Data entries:
• • •

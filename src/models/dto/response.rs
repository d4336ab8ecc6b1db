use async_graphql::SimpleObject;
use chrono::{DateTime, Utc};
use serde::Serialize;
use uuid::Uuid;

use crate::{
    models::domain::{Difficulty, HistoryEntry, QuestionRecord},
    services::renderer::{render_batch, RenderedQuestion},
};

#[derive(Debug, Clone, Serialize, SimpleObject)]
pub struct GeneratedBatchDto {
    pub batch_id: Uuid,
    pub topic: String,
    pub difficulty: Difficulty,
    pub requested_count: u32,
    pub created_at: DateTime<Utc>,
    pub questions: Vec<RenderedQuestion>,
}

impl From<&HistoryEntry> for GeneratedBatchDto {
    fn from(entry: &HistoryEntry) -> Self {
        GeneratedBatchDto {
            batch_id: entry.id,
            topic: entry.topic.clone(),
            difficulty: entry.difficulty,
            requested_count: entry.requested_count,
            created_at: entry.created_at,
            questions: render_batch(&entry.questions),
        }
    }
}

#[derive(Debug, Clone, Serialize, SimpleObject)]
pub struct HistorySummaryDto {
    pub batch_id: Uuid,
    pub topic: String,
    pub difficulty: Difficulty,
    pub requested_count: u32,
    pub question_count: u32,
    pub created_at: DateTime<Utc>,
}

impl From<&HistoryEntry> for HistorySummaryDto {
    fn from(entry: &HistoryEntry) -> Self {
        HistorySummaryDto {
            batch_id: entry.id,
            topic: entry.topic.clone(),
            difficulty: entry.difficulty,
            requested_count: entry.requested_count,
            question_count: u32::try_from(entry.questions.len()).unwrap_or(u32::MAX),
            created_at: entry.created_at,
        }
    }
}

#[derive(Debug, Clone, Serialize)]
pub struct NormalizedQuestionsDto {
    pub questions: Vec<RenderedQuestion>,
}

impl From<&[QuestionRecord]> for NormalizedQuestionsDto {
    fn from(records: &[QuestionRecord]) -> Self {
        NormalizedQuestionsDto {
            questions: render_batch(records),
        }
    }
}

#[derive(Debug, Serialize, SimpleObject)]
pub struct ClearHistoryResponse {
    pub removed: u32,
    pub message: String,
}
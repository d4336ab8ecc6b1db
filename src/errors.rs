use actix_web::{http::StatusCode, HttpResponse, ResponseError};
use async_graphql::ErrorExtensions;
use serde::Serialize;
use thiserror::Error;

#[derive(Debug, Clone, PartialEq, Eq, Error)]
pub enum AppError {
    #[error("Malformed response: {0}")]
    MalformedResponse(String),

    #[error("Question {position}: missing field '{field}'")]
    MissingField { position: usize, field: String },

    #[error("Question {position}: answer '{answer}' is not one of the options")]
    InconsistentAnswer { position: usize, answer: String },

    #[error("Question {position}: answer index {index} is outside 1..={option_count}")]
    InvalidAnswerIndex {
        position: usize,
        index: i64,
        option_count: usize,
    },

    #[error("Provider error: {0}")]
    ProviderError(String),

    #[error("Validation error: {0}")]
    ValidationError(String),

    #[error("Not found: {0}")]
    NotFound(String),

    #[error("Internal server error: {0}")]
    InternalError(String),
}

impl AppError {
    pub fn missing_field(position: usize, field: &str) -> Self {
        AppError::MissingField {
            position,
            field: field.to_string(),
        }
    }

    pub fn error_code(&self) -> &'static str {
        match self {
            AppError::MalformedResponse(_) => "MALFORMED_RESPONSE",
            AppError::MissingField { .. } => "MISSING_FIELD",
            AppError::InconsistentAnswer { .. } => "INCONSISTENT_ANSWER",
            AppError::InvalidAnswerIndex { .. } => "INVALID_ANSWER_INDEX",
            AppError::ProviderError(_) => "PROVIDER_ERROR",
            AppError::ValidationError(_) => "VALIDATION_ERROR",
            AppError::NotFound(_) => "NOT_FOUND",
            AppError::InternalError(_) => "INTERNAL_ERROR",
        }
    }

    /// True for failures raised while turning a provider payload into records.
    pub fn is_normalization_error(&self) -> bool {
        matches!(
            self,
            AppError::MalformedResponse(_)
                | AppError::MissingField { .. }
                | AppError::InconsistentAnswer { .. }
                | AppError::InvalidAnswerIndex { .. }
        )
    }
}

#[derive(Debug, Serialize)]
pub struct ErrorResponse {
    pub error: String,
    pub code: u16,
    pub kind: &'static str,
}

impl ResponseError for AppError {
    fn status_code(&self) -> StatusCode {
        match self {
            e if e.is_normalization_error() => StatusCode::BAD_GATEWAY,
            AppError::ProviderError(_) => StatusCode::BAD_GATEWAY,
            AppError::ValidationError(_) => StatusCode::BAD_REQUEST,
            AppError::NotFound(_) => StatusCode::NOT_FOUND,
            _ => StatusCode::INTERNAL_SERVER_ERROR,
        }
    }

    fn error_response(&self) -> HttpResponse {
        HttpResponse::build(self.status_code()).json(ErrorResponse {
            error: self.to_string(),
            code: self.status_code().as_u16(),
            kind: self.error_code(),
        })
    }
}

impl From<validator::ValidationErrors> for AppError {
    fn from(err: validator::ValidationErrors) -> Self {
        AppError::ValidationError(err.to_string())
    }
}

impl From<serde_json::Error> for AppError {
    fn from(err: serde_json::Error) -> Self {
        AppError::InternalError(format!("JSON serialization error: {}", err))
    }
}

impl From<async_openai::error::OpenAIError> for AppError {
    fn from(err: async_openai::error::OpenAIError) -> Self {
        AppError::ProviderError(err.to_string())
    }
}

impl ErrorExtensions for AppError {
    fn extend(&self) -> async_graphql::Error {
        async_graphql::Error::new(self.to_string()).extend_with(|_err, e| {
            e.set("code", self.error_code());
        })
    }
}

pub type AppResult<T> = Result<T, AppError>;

• • •

Exercise requirements: What you return should match the entries above exactly.

Completed exercise:
filename src/models/dto/response.rs
repository d4336ab8ecc6b1db
use async_graphql::SimpleObject;
use chrono::{DateTime, Utc};
use serde::Serialize;
use uuid::Uuid;

use crate::{
    models::domain::{Difficulty, HistoryEntry, QuestionRecord},
    services::renderer::{render_batch, RenderedQuestion},
};

#[derive(Debug, Clone, Serialize, SimpleObject)]
pub struct GeneratedBatchDto {
    pub batch_id: Uuid,
    pub topic: String,
    pub difficulty: Difficulty,
    pub requested_count: u32,
    pub created_at: DateTime<Utc>,
    pub questions: Vec<RenderedQuestion>,
}

impl From<&HistoryEntry> for GeneratedBatchDto {
    fn from(entry: &HistoryEntry) -> Self {
        GeneratedBatchDto {
            batch_id: entry.id,
            topic: entry.topic.clone(),
            difficulty: entry.difficulty,
            requested_count: entry.requested_count,
            created_at: entry.created_at,
            questions: render_batch(&entry.questions),
        }
    }
}

#[derive(Debug, Clone, Serialize, SimpleObject)]
pub struct HistorySummaryDto {
    pub batch_id: Uuid,
    pub topic: String,
    pub difficulty: Difficulty,
    pub requested_count: u32,
    pub question_count: u32,
    pub created_at: DateTime<Utc>,
}

impl From<&HistoryEntry> for HistorySummaryDto {
    fn from(entry: &HistoryEntry) -> Self {
        HistorySummaryDto {
            batch_id: entry.id,
            topic: entry.topic.clone(),
            difficulty: entry.difficulty,
            requested_count: entry.requested_count,
            question_count: u32::try_from(entry.questions.len()).unwrap_or(u32::MAX),
            created_at: entry.created_at,
        }
    }
}

#[derive(Debug, Clone, Serialize)]
pub struct NormalizedQuestionsDto {
    pub questions: Vec<RenderedQuestion>,
}

impl From<&[QuestionRecord]> for NormalizedQuestionsDto {
    fn from(records: &[QuestionRecord]) -> Self {
        NormalizedQuestionsDto {
            questions: render_batch(records),
        }
    }
}

#[derive(Debug, Serialize, SimpleObject)]
pub struct ClearHistoryResponse {
    pub removed: u32,
    pub message: String,
}
repository d4336ab8ecc6b1db
filename src/errors.rs
use actix_web::{http::StatusCode, HttpResponse, ResponseError};
use async_graphql::ErrorExtensions;
use serde::Serialize;
use thiserror::Error;

#[derive(Debug, Clone, PartialEq, Eq, Error)]
pub enum AppError {
    #[error("Malformed response: {0}")]
    MalformedResponse(String),

    #[error("Question {position}: missing field '{field}'")]
    MissingField { position: usize, field: String },

    #[error("Question {position}: answer '{answer}' is not one of the options")]
    InconsistentAnswer { position: usize, answer: String },

    #[error("Question {position}: answer index {index} is outside 1..={option_count}")]
    InvalidAnswerIndex {
        position: usize,
        index: i64,
        option_count: usize,
    },

    #[error("Provider error: {0}")]
    ProviderError(String),

    #[error("Validation error: {0}")]
    ValidationError(String),

    #[error("Not found: {0}")]
    NotFound(String),

    #[error("Internal server error: {0}")]
    InternalError(String),
}

impl AppError {
    pub fn missing_field(position: usize, field: &str) -> Self {
        AppError::MissingField {
            position,
            field: field.to_string(),
        }
    }

    pub fn error_code(&self) -> &'static str {
        match self {
            AppError::MalformedResponse(_) => "MALFORMED_RESPONSE",
            AppError::MissingField { .. } => "MISSING_FIELD",
            AppError::InconsistentAnswer { .. } => "INCONSISTENT_ANSWER",
            AppError::InvalidAnswerIndex { .. } => "INVALID_ANSWER_INDEX",
            AppError::ProviderError(_) => "PROVIDER_ERROR",
            AppError::ValidationError(_) => "VALIDATION_ERROR",
            AppError::NotFound(_) => "NOT_FOUND",
            AppError::InternalError(_) => "INTERNAL_ERROR",
        }
    }

    /// True for failures raised while turning a provider payload into records.
    pub fn is_normalization_error(&self) -> bool {
        matches!(
            self,
            AppError::MalformedResponse(_)
                | AppError::MissingField { .. }
                | AppError::InconsistentAnswer { .. }
                | AppError::InvalidAnswerIndex { .. }
        )
    }
}

#[derive(Debug, Serialize)]
pub struct ErrorResponse {
    pub error: String,
    pub code: u16,
    pub kind: &'static str,
}

impl ResponseError for AppError {
    fn status_code(&self) -> StatusCode {
        match self {
            e if e.is_normalization_error() => StatusCode::BAD_GATEWAY,
            AppError::ProviderError(_) => StatusCode::BAD_GATEWAY,
            AppError::ValidationError(_) => StatusCode::BAD_REQUEST,
            AppError::NotFound(_) => StatusCode::NOT_FOUND,
            _ => StatusCode::INTERNAL_SERVER_ERROR,
        }
    }

    fn error_response(&self) -> HttpResponse {
        HttpResponse::build(self.status_code()).json(ErrorResponse {
            error: self.to_string(),
            code: self.status_code().as_u16(),
            kind: self.error_code(),
        })
    }
}

impl From<validator::ValidationErrors> for AppError {
    fn from(err: validator::ValidationErrors) -> Self {
        AppError::ValidationError(err.to_string())
    }
}

impl From<serde_json::Error> for AppError {
    fn from(err: serde_json::Error) -> Self {
        AppError::InternalError(format!("JSON serialization error: {}", err))
    }
}

impl From<async_openai::error::OpenAIError> for AppError {
    fn from(err: async_openai::error::OpenAIError) -> Self {
        AppError::ProviderError(err.to_string())
    }
}

impl ErrorExtensions for AppError {
    fn extend(&self) -> async_graphql::Error {
        async_graphql::Error::new(self.to_string()).extend_with(|_err, e| {
            e.set("code", self.error_code());
        })
    }
}

pub type AppResult<T> = Result<T, AppError>;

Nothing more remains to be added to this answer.